//! Rust source parser backed by tree-sitter-rust.
//!
//! Extracts top-level items — functions, type declarations, impl blocks
//! (one chunk each, header plus body), traits, module headers, constants,
//! statics and type aliases — in source order. Items nested inside `mod`
//! blocks are extracted as their own chunks; the module itself contributes
//! only its header. File-level `use` declarations are attached to each
//! chunk's metadata so a chunk is self-describing.

use tree_sitter::Node;

use crate::config::Language;

use super::{base_chunk, decode_utf8, ParseOutcome, Parser};

pub struct RustParser;

impl Parser for RustParser {
    fn language(&self) -> Language {
        Language::Rust
    }

    fn parse(&self, relative_path: &str, bytes: &[u8], repo_id: &str) -> ParseOutcome {
        let source = match decode_utf8(relative_path, bytes) {
            Ok(text) => text,
            Err(outcome) => return outcome,
        };
        let total_lines = source.lines().count();
        if source.trim().is_empty() {
            return ParseOutcome::ok(Vec::new(), total_lines);
        }

        let mut parser = tree_sitter::Parser::new();
        if parser
            .set_language(&tree_sitter_rust::LANGUAGE.into())
            .is_err()
        {
            return ParseOutcome::failed("tree-sitter-rust grammar version mismatch", total_lines);
        }
        let tree = match parser.parse(&source, None) {
            Some(tree) => tree,
            None => return ParseOutcome::failed("tree-sitter returned no tree", total_lines),
        };
        let root = tree.root_node();
        if root.has_error() {
            return ParseOutcome::failed(
                format!("syntax errors in {relative_path}"),
                total_lines,
            );
        }

        let imports = collect_use_declarations(root, &source);

        let mut chunks = Vec::new();
        let mut cursor = root.walk();
        for child in root.named_children(&mut cursor) {
            extract_item(child, &source, relative_path, repo_id, &imports, &mut chunks);
        }

        ParseOutcome::ok(chunks, total_lines)
    }
}

/// Map a tree-sitter node kind to our item category.
fn item_type_for(kind: &str) -> Option<&'static str> {
    match kind {
        "function_item" => Some("function"),
        "struct_item" => Some("struct"),
        "enum_item" => Some("enum"),
        "impl_item" => Some("impl"),
        "trait_item" => Some("trait"),
        "mod_item" => Some("module"),
        "const_item" => Some("const"),
        "static_item" => Some("static"),
        "type_item" => Some("type_alias"),
        _ => None,
    }
}

fn extract_item(
    node: Node,
    source: &str,
    relative_path: &str,
    repo_id: &str,
    imports: &[String],
    chunks: &mut Vec<crate::chunk::Chunk>,
) {
    let Some(item_type) = item_type_for(node.kind()) else {
        return;
    };

    if node.kind() == "mod_item" {
        extract_module(node, source, relative_path, repo_id, imports, chunks);
        return;
    }

    let start_line = node.start_position().row + 1;
    let end_line = node.end_position().row + 1;
    let content = node_text(node, source).to_string();
    let item_name = item_name_for(node, source)
        .unwrap_or_else(|| crate::chunk::Chunk::anonymous_name(start_line));

    let mut chunk = base_chunk(
        Language::Rust,
        relative_path,
        repo_id,
        item_type,
        item_name,
        content,
        start_line,
        end_line,
    );
    attach_metadata(&mut chunk, node, source, imports);
    chunks.push(chunk);
}

/// Modules contribute their header only; their items become chunks of
/// their own.
fn extract_module(
    node: Node,
    source: &str,
    relative_path: &str,
    repo_id: &str,
    imports: &[String],
    chunks: &mut Vec<crate::chunk::Chunk>,
) {
    let start_line = node.start_position().row + 1;
    let item_name = item_name_for(node, source)
        .unwrap_or_else(|| crate::chunk::Chunk::anonymous_name(start_line));

    let body = node.child_by_field_name("body");
    let (content, end_line) = match body {
        Some(body) => {
            let header = source[node.start_byte()..body.start_byte()].trim_end();
            (header.to_string(), body.start_position().row + 1)
        }
        // `mod name;` declarations have no body.
        None => (
            node_text(node, source).to_string(),
            node.end_position().row + 1,
        ),
    };

    let mut chunk = base_chunk(
        Language::Rust,
        relative_path,
        repo_id,
        "module",
        item_name,
        content,
        start_line,
        end_line,
    );
    attach_metadata(&mut chunk, node, source, imports);
    chunks.push(chunk);

    if let Some(body) = body {
        let mut cursor = body.walk();
        for child in body.named_children(&mut cursor) {
            extract_item(child, source, relative_path, repo_id, imports, chunks);
        }
    }
}

fn attach_metadata(
    chunk: &mut crate::chunk::Chunk,
    node: Node,
    source: &str,
    imports: &[String],
) {
    let header = header_text(node, source);
    chunk.metadata.insert(
        "visibility".into(),
        serde_json::Value::String(visibility_of(node, source)),
    );
    chunk.metadata.insert(
        "is_async".into(),
        serde_json::Value::Bool(header.contains("async ")),
    );
    chunk.metadata.insert(
        "is_unsafe".into(),
        serde_json::Value::Bool(header.contains("unsafe ")),
    );
    chunk.metadata.insert(
        "has_test_attr".into(),
        serde_json::Value::Bool(has_test_attribute(node, source)),
    );
    if !imports.is_empty() {
        chunk.metadata.insert(
            "imports".into(),
            serde_json::Value::Array(
                imports
                    .iter()
                    .map(|i| serde_json::Value::String(i.clone()))
                    .collect(),
            ),
        );
    }
}

fn node_text<'a>(node: Node, source: &'a str) -> &'a str {
    &source[node.start_byte()..node.end_byte()]
}

/// Text from the item start through the opening brace (or the whole node
/// for brace-less items); used for modifier sniffing.
fn header_text<'a>(node: Node, source: &'a str) -> &'a str {
    let text = node_text(node, source);
    match text.find('{') {
        Some(pos) => &text[..pos],
        None => text,
    }
}

fn item_name_for(node: Node, source: &str) -> Option<String> {
    if node.kind() == "impl_item" {
        let type_name = node
            .child_by_field_name("type")
            .map(|n| node_text(n, source).to_string())?;
        return Some(match node.child_by_field_name("trait") {
            Some(trait_node) => {
                format!("{} for {}", node_text(trait_node, source), type_name)
            }
            None => type_name,
        });
    }
    node.child_by_field_name("name")
        .map(|n| node_text(n, source).to_string())
}

fn visibility_of(node: Node, source: &str) -> String {
    let mut cursor = node.walk();
    for child in node.children(&mut cursor) {
        if child.kind() == "visibility_modifier" {
            return node_text(child, source).to_string();
        }
    }
    "private".to_string()
}

/// True when the item is preceded by a `#[test]`-like attribute (including
/// `#[tokio::test]` and `#[cfg(test)]` on modules).
fn has_test_attribute(node: Node, source: &str) -> bool {
    let mut prev = node.prev_named_sibling();
    while let Some(sibling) = prev {
        if sibling.kind() != "attribute_item" {
            break;
        }
        if node_text(sibling, source).contains("test") {
            return true;
        }
        prev = sibling.prev_named_sibling();
    }
    false
}

/// All `use` declarations in the file, stripped to their paths, capped to
/// keep payloads small.
fn collect_use_declarations(root: Node, source: &str) -> Vec<String> {
    const MAX_IMPORTS: usize = 15;
    let mut imports = Vec::new();
    collect_uses_recursive(root, source, &mut imports);
    imports.truncate(MAX_IMPORTS);
    imports
}

fn collect_uses_recursive(node: Node, source: &str, out: &mut Vec<String>) {
    if node.kind() == "use_declaration" {
        let text = node_text(node, source)
            .trim()
            .trim_start_matches("pub ")
            .trim_start_matches("use ")
            .trim_end_matches(';')
            .to_string();
        out.push(text);
        return;
    }
    let mut cursor = node.walk();
    for child in node.named_children(&mut cursor) {
        collect_uses_recursive(child, source, out);
    }
}

#[cfg(test)]
mod tests {
    use super::*;

    fn parse(source: &str) -> ParseOutcome {
        RustParser.parse("svc/auth.rs", source.as_bytes(), "svc")
    }

    #[test]
    fn single_function_round_trip() {
        let outcome = parse("pub fn verify_token(t: &str) -> bool { !t.is_empty() }");
        assert!(outcome.success);
        assert_eq!(outcome.chunks.len(), 1);
        let chunk = &outcome.chunks[0];
        assert_eq!(chunk.item_type, "function");
        assert_eq!(chunk.item_name, "verify_token");
        assert_eq!(chunk.start_line, 1);
        assert_eq!(chunk.end_line, 1);
        assert_eq!(chunk.metadata["visibility"], "pub");
    }

    #[test]
    fn extracts_types_impls_and_traits() {
        let source = r#"
pub struct Wallet {
    balance: u64,
}

pub trait Ledger {
    fn apply(&mut self, delta: i64);
}

impl Ledger for Wallet {
    fn apply(&mut self, delta: i64) {
        self.balance = (self.balance as i64 + delta) as u64;
    }
}
"#;
        let outcome = parse(source);
        assert!(outcome.success);
        let types: Vec<&str> = outcome.chunks.iter().map(|c| c.item_type.as_str()).collect();
        assert_eq!(types, vec!["struct", "trait", "impl"]);
        assert_eq!(outcome.chunks[2].item_name, "Ledger for Wallet");
    }

    #[test]
    fn module_header_only_but_nested_items_extracted() {
        let source = r#"
mod billing {
    pub fn invoice() {}
    pub struct Receipt;
}
"#;
        let outcome = parse(source);
        assert!(outcome.success);
        let module = outcome
            .chunks
            .iter()
            .find(|c| c.item_type == "module")
            .unwrap();
        assert_eq!(module.item_name, "billing");
        assert!(!module.content.contains("invoice"));
        assert!(outcome.chunks.iter().any(|c| c.item_name == "invoice"));
        assert!(outcome.chunks.iter().any(|c| c.item_name == "Receipt"));
    }

    #[test]
    fn async_and_test_markers_recorded() {
        let source = r#"
pub async fn fetch() {}

#[test]
fn works() {}
"#;
        let outcome = parse(source);
        let fetch = outcome.chunks.iter().find(|c| c.item_name == "fetch").unwrap();
        assert_eq!(fetch.metadata["is_async"], true);
        let test_fn = outcome.chunks.iter().find(|c| c.item_name == "works").unwrap();
        assert_eq!(test_fn.metadata["has_test_attr"], true);
    }

    #[test]
    fn use_declarations_land_in_metadata_not_content() {
        let source = "use std::collections::HashMap;\n\npub fn cache() -> HashMap<u8, u8> { HashMap::new() }\n";
        let outcome = parse(source);
        let chunk = outcome.chunks.iter().find(|c| c.item_name == "cache").unwrap();
        assert!(!chunk.content.contains("use std"));
        let imports = chunk.metadata["imports"].as_array().unwrap();
        assert_eq!(imports[0], "std::collections::HashMap");
    }

    #[test]
    fn constants_and_aliases_are_chunks() {
        let source = "pub const LIMIT: usize = 10;\nstatic NAME: &str = \"x\";\ntype Pair = (u8, u8);\n";
        let outcome = parse(source);
        let types: Vec<&str> = outcome.chunks.iter().map(|c| c.item_type.as_str()).collect();
        assert_eq!(types, vec!["const", "static", "type_alias"]);
    }

    #[test]
    fn syntax_errors_fail_without_chunks() {
        let outcome = parse("pub fn broken( {");
        assert!(!outcome.success);
        assert!(outcome.chunks.is_empty());
        assert!(outcome.error.unwrap().contains("auth.rs"));
    }

    #[test]
    fn line_spans_are_one_based_inclusive() {
        let source = "fn a() {\n    let x = 1;\n}\n";
        let outcome = parse(source);
        let chunk = &outcome.chunks[0];
        assert_eq!(chunk.start_line, 1);
        assert_eq!(chunk.end_line, 3);
        assert_eq!(chunk.content.lines().count(), 3);
    }
}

__________________________________________________

TRY IT :: Where a line of the records has the string "walk", return that line.

EXERCISE ANSWER ::
        let mut cursor = root.walk();
        let mut cursor = body.walk();
    let mut cursor = node.walk();
    let mut cursor = node.walk();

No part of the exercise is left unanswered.